The fiscal said: “A helicopter had to be scrambled to see if any help was required.”
The men were advised not to come down for their own safety and trains were slowed to prevent any more disruption.
She said: “At one stage officers were telling the young men to stand back while a train passes and once it passed (they were) taken down from bridge and thereafter placed under arrest”.
‘Foolish and dangerous’
Taylor’s defence lawyer, Calum Harris, said the four friends had travelled to Scotland for his client’s birthday and the bridge climb was a “spur of the moment decision” before going to visit family in Edinburgh.
Mr Harris said: “He accepts in hindsight it was a foolish and dangerous decision and one that can cost him in future.”

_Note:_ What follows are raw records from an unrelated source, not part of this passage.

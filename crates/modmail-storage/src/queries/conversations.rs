// SPDX-FileCopyrightText: 2026 Modmail Contributors
// SPDX-License-Identifier: MIT OR Apache-2.0

//! Conversation record CRUD operations.

use std::collections::HashMap;

use modmail_core::{ChannelId, Conversation, ModmailError, UserId};
use rusqlite::{params, OptionalExtension};

use crate::database::Database;
use crate::queries::messages::load_lines;

/// Create a conversation and its initial history lines in one transaction.
pub async fn create_conversation(
    db: &Database,
    conversation: &Conversation,
) -> Result<(), ModmailError> {
    let conversation = conversation.clone();
    db.connection()
        .call(move |conn| {
            let tx = conn.transaction()?;
            tx.execute(
                "INSERT INTO conversations (user_id, channel_id, created_at) VALUES (?1, ?2, ?3)",
                params![
                    conversation.user.0,
                    conversation.channel.0,
                    conversation.created_at
                ],
            )?;
            {
                let mut stmt = tx.prepare(
                    "INSERT INTO conversation_messages (user_id, content) VALUES (?1, ?2)",
                )?;
                for line in &conversation.messages {
                    stmt.execute(params![conversation.user.0, line])?;
                }
            }
            tx.commit()?;
            Ok(())
        })
        .await
        .map_err(crate::database::map_tr_err)
}

/// Get the conversation opened by `user`.
pub async fn get_by_user(db: &Database, user: &UserId) -> Result<Option<Conversation>, ModmailError> {
    let user = user.0.clone();
    db.connection()
        .call(move |conn| {
            let row = conn
                .query_row(
                    "SELECT user_id, channel_id, created_at FROM conversations WHERE user_id = ?1",
                    params![user],
                    |row| Ok((row.get(0)?, row.get(1)?, row.get(2)?)),
                )
                .optional()?;
            row.map(|(user_id, channel_id, created_at)| {
                hydrate(conn, user_id, channel_id, created_at)
            })
            .transpose()
        })
        .await
        .map_err(crate::database::map_tr_err)
}

/// Get the conversation relayed through `channel`.
pub async fn get_by_channel(
    db: &Database,
    channel: &ChannelId,
) -> Result<Option<Conversation>, ModmailError> {
    let channel = channel.0.clone();
    db.connection()
        .call(move |conn| {
            let row = conn
                .query_row(
                    "SELECT user_id, channel_id, created_at FROM conversations WHERE channel_id = ?1",
                    params![channel],
                    |row| Ok((row.get(0)?, row.get(1)?, row.get(2)?)),
                )
                .optional()?;
            row.map(|(user_id, channel_id, created_at)| {
                hydrate(conn, user_id, channel_id, created_at)
            })
            .transpose()
        })
        .await
        .map_err(crate::database::map_tr_err)
}

/// List every open conversation with its full history, oldest first.
pub async fn list_conversations(db: &Database) -> Result<Vec<Conversation>, ModmailError> {
    db.connection()
        .call(|conn| {
            let mut lines: HashMap<String, Vec<String>> = HashMap::new();
            {
                let mut stmt = conn.prepare(
                    "SELECT user_id, content FROM conversation_messages ORDER BY id ASC",
                )?;
                let rows = stmt.query_map([], |row| {
                    Ok((row.get::<_, String>(0)?, row.get::<_, String>(1)?))
                })?;
                for row in rows {
                    let (user_id, content) = row?;
                    lines.entry(user_id).or_default().push(content);
                }
            }

            let mut stmt = conn.prepare(
                "SELECT user_id, channel_id, created_at FROM conversations ORDER BY created_at ASC",
            )?;
            let rows = stmt.query_map([], |row| {
                let user_id: String = row.get(0)?;
                Ok(Conversation {
                    messages: Vec::new(),
                    channel: ChannelId(row.get(1)?),
                    created_at: row.get(2)?,
                    user: UserId(user_id),
                })
            })?;

            let mut conversations = Vec::new();
            for row in rows {
                let mut conversation = row?;
                conversation.messages = lines.remove(&conversation.user.0).unwrap_or_default();
                conversations.push(conversation);
            }
            Ok(conversations)
        })
        .await
        .map_err(crate::database::map_tr_err)
}

/// Delete the conversation opened by `user`. History lines cascade.
pub async fn delete_by_user(db: &Database, user: &UserId) -> Result<u64, ModmailError> {
    let user = user.0.clone();
    db.connection()
        .call(move |conn| {
            let removed = conn.execute(
                "DELETE FROM conversations WHERE user_id = ?1",
                params![user],
            )?;
            Ok(removed as u64)
        })
        .await
        .map_err(crate::database::map_tr_err)
}

/// Delete every conversation relayed through `channel`. History lines cascade.
pub async fn delete_by_channel(db: &Database, channel: &ChannelId) -> Result<u64, ModmailError> {
    let channel = channel.0.clone();
    db.connection()
        .call(move |conn| {
            let removed = conn.execute(
                "DELETE FROM conversations WHERE channel_id = ?1",
                params![channel],
            )?;
            Ok(removed as u64)
        })
        .await
        .map_err(crate::database::map_tr_err)
}

fn hydrate(
    conn: &rusqlite::Connection,
    user_id: String,
    channel_id: String,
    created_at: String,
) -> Result<Conversation, rusqlite::Error> {
    let messages = load_lines(conn, &user_id)?;
    Ok(Conversation {
        user: UserId(user_id),
        channel: ChannelId(channel_id),
        messages,
        created_at,
    })
}

#[cfg(test)]
mod tests {
    use super::*;
    use crate::queries::messages::{append_message, count_messages};
    use tempfile::tempdir;

    async fn setup_db() -> (Database, tempfile::TempDir) {
        let dir = tempdir().unwrap();
        let db_path = dir.path().join("test.db");
        let db = Database::open(db_path.to_str().unwrap()).await.unwrap();
        (db, dir)
    }

    fn make_conversation(user: &str, channel: &str) -> Conversation {
        Conversation {
            user: UserId::from(user),
            channel: ChannelId::from(channel),
            messages: vec![format!("{user} :: hello")],
            created_at: "2026-01-01T00:00:00+00:00".to_string(),
        }
    }

    #[tokio::test]
    async fn create_and_get_by_user_roundtrips() {
        let (db, _dir) = setup_db().await;
        let conversation = make_conversation("u1", "c1");

        create_conversation(&db, &conversation).await.unwrap();
        let retrieved = get_by_user(&db, &UserId::from("u1")).await.unwrap();
        assert_eq!(retrieved, Some(conversation));

        db.close().await.unwrap();
    }

    #[tokio::test]
    async fn get_by_channel_resolves_owner() {
        let (db, _dir) = setup_db().await;
        create_conversation(&db, &make_conversation("u1", "c1")).await.unwrap();
        create_conversation(&db, &make_conversation("u2", "c2")).await.unwrap();

        let found = get_by_channel(&db, &ChannelId::from("c2")).await.unwrap().unwrap();
        assert_eq!(found.user, UserId::from("u2"));
        assert!(get_by_channel(&db, &ChannelId::from("c3")).await.unwrap().is_none());

        db.close().await.unwrap();
    }

    #[tokio::test]
    async fn get_nonexistent_user_returns_none() {
        let (db, _dir) = setup_db().await;
        assert!(get_by_user(&db, &UserId::from("nobody")).await.unwrap().is_none());
        db.close().await.unwrap();
    }

    #[tokio::test]
    async fn second_conversation_for_same_user_is_rejected() {
        let (db, _dir) = setup_db().await;
        create_conversation(&db, &make_conversation("u1", "c1")).await.unwrap();

        let duplicate = create_conversation(&db, &make_conversation("u1", "c9")).await;
        assert!(duplicate.is_err(), "user_id is the primary key");

        db.close().await.unwrap();
    }

    #[tokio::test]
    async fn channel_cannot_map_to_two_users() {
        let (db, _dir) = setup_db().await;
        create_conversation(&db, &make_conversation("u1", "c1")).await.unwrap();

        let clash = create_conversation(&db, &make_conversation("u2", "c1")).await;
        assert!(clash.is_err(), "channel_id is unique");

        db.close().await.unwrap();
    }

    #[tokio::test]
    async fn list_groups_history_per_conversation() {
        let (db, _dir) = setup_db().await;
        create_conversation(&db, &make_conversation("u1", "c1")).await.unwrap();
        create_conversation(&db, &make_conversation("u2", "c2")).await.unwrap();
        append_message(&db, &UserId::from("u2"), "staff :: hi").await.unwrap();
        append_message(&db, &UserId::from("u1"), "staff :: yo").await.unwrap();

        let all = list_conversations(&db).await.unwrap();
        assert_eq!(all.len(), 2);
        let u2 = all.iter().find(|c| c.user.0 == "u2").unwrap();
        assert_eq!(u2.messages, vec!["u2 :: hello", "staff :: hi"]);
        let u1 = all.iter().find(|c| c.user.0 == "u1").unwrap();
        assert_eq!(u1.messages, vec!["u1 :: hello", "staff :: yo"]);

        db.close().await.unwrap();
    }

    #[tokio::test]
    async fn delete_by_channel_cascades_history() {
        let (db, _dir) = setup_db().await;
        create_conversation(&db, &make_conversation("u1", "c1")).await.unwrap();
        append_message(&db, &UserId::from("u1"), "staff :: hi").await.unwrap();

        let removed = delete_by_channel(&db, &ChannelId::from("c1")).await.unwrap();
        assert_eq!(removed, 1);
        assert!(get_by_user(&db, &UserId::from("u1")).await.unwrap().is_none());
        assert_eq!(count_messages(&db, &UserId::from("u1")).await.unwrap(), 0);

        db.close().await.unwrap();
    }

    #[tokio::test]
    async fn delete_by_user_reports_zero_when_missing() {
        let (db, _dir) = setup_db().await;
        assert_eq!(delete_by_user(&db, &UserId::from("u1")).await.unwrap(), 0);
        create_conversation(&db, &make_conversation("u1", "c1")).await.unwrap();
        assert_eq!(delete_by_user(&db, &UserId::from("u1")).await.unwrap(), 1);
        db.close().await.unwrap();
    }
}
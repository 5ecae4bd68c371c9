// SPDX-FileCopyrightText: 2026 Modmail Contributors
// SPDX-License-Identifier: MIT OR Apache-2.0

//! Error types for the modmail bot.

use thiserror::Error;

/// The primary error type used across all modmail collaborator traits and core operations.
#[derive(Debug, Error)]
pub enum ModmailError {
    /// Configuration errors (missing token, missing database path, bad ids).
    #[error("configuration error: {0}")]
    Config(String),

    /// Storage backend errors (database connection, query failure, migration).
    #[error("storage error: {source}")]
    Storage {
        source: Box<dyn std::error::Error + Send + Sync>,
    },

    /// Chat platform errors (send failure, missing permissions, unknown channel).
    #[error("channel error: {message}")]
    Channel {
        message: String,
        source: Option<Box<dyn std::error::Error + Send + Sync>>,
    },

    /// Paste-hosting errors (upload rejected, malformed response).
    #[error("paste error: {message}")]
    Paste {
        message: String,
        source: Option<Box<dyn std::error::Error + Send + Sync>>,
    },

    /// Transcript rendering errors (template unreadable, working file I/O).
    #[error("transcript error: {message}")]
    Transcript {
        message: String,
        source: Option<Box<dyn std::error::Error + Send + Sync>>,
    },

    /// Internal or unexpected errors.
    #[error("internal error: {0}")]
    Internal(String),
}

impl ModmailError {
    /// Wraps a platform SDK error as a [`ModmailError::Channel`].
    pub fn channel<E>(message: impl Into<String>, source: E) -> Self
    where
        E: std::error::Error + Send + Sync + 'static,
    {
        ModmailError::Channel {
            message: message.into(),
            source: Some(Box::new(source)),
        }
    }
}
// SPDX-FileCopyrightText: 2026 Modmail Contributors
// SPDX-License-Identifier: MIT OR Apache-2.0

//! Configuration system for the modmail bot.
//!
//! Provides TOML configuration parsing with strict validation (`deny_unknown_fields`),
//! XDG file hierarchy lookup, `MODMAIL_*` environment variable overrides, and
//! miette diagnostics with typo suggestions.
//!
//! # Usage
//!
//! ```no_run
//! use modmail_config::load_and_validate;
//!
//! let config = load_and_validate().expect("config errors");
//! println!("prefix: {}", config.commands.prefix);
//! ```

pub mod diagnostic;
pub mod loader;
pub mod model;
pub mod validation;

use std::path::Path;

pub use diagnostic::{render_errors, ConfigError, TomlSource};
pub use loader::{load_config, load_config_from_path, load_config_from_str};
pub use model::ModmailConfig;
pub use validation::validate_for_serve;

/// Load configuration from the XDG hierarchy and validate it.
///
/// On a Figment error, the TOML sources are re-read so diagnostics can point
/// at the offending key.
pub fn load_and_validate() -> Result<ModmailConfig, Vec<ConfigError>> {
    match loader::load_config() {
        Ok(config) => {
            validation::validate_config(&config)?;
            Ok(config)
        }
        Err(err) => {
            Err(diagnostic::from_figment(err, &collect_toml_sources()))
        }
    }
}

/// Load configuration from an explicit file (plus env overrides) and validate it.
pub fn load_and_validate_path(path: &Path) -> Result<ModmailConfig, Vec<ConfigError>> {
    match loader::load_config_from_path(path) {
        Ok(config) => {
            validation::validate_config(&config)?;
            Ok(config)
        }
        Err(err) => {
            let sources: Vec<TomlSource> = std::fs::read_to_string(path)
                .map(|content| vec![TomlSource::new(path.display().to_string(), content)])
                .unwrap_or_default();
            Err(diagnostic::from_figment(err, &sources))
        }
    }
}

/// Load configuration from a TOML string and validate it.
pub fn load_and_validate_str(toml_content: &str) -> Result<ModmailConfig, Vec<ConfigError>> {
    match loader::load_config_from_str(toml_content) {
        Ok(config) => {
            validation::validate_config(&config)?;
            Ok(config)
        }
        Err(err) => {
            let sources = [TomlSource::new("<inline>", toml_content)];
            Err(diagnostic::from_figment(err, &sources))
        }
    }
}

/// Collect TOML source file contents for error span resolution.
fn collect_toml_sources() -> Vec<TomlSource> {
    let mut sources = Vec::new();

    if let Ok(content) = std::fs::read_to_string(loader::LOCAL_CONFIG_FILE) {
        let path = std::env::current_dir()
            .map(|d| d.join(loader::LOCAL_CONFIG_FILE).display().to_string())
            .unwrap_or_else(|_| loader::LOCAL_CONFIG_FILE.to_string());
        sources.push(TomlSource::new(path, content));
    }

    if let Some(path) = loader::user_config_path()
        && let Ok(content) = std::fs::read_to_string(&path)
    {
        sources.push(TomlSource::new(path.display().to_string(), content));
    }

    if let Ok(content) = std::fs::read_to_string(loader::SYSTEM_CONFIG_PATH) {
        sources.push(TomlSource::new(loader::SYSTEM_CONFIG_PATH, content));
    }

    sources
}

The solicitor said the route taken by the men was largely platformed to the top of the bridge.
The court heard all the men are worried about the damage a conviction could do to their career prospects.
Mr Harris said his 23-year-old client, from Islington, works in a Michelin star restaurant in London and recently received an offer of promotion.
Brown’s lawyer said his client, also 23, wanted to apologise to members of the emergency services who had to attend.
He said Brown, of London, who has a university degree and is a carer for his father, has been climbing most of his life and considers himself “accomplished”.
The solicitor stressed the group had been “contained” within the structure for most of the climb.
Conviction could ‘hamper’ prospects
McLoughlin’s lawyer said her 22-year-old client is employed full-time as a software engineer and has a first-class degree in physics and nuclear astrophysics.
He hopes to gain employment in a space company outside the UK.
The lawyer said: “A conviction is of significant concern to him and the possibility it may hamper future prospects”.
She said McLoughlin, of Ruislip, described himself as an “experienced mountaineer” and this was a case of a young man who found himself capable of doing the climb without considering the wider implications.
She added: “He has learned his lesson”.
Yuen’s solicitor, David McLaughlin, said his 25-year-old client maintained they had not scaled the outside of the structure but walked up a walkway for the most part.
The lawyer said the men had not expected the kind of reaction they got and argued it was a different scale of breaching the peace compared to, for example, someone going into a crowd and shouting “I have a bomb”.
Mr McLaughlin said his client, a civil engineer from Dagenham, was always of the view their conduct was never going to endanger others.
Sheriff Gill deferred sentence until February 23 for the production of background reports.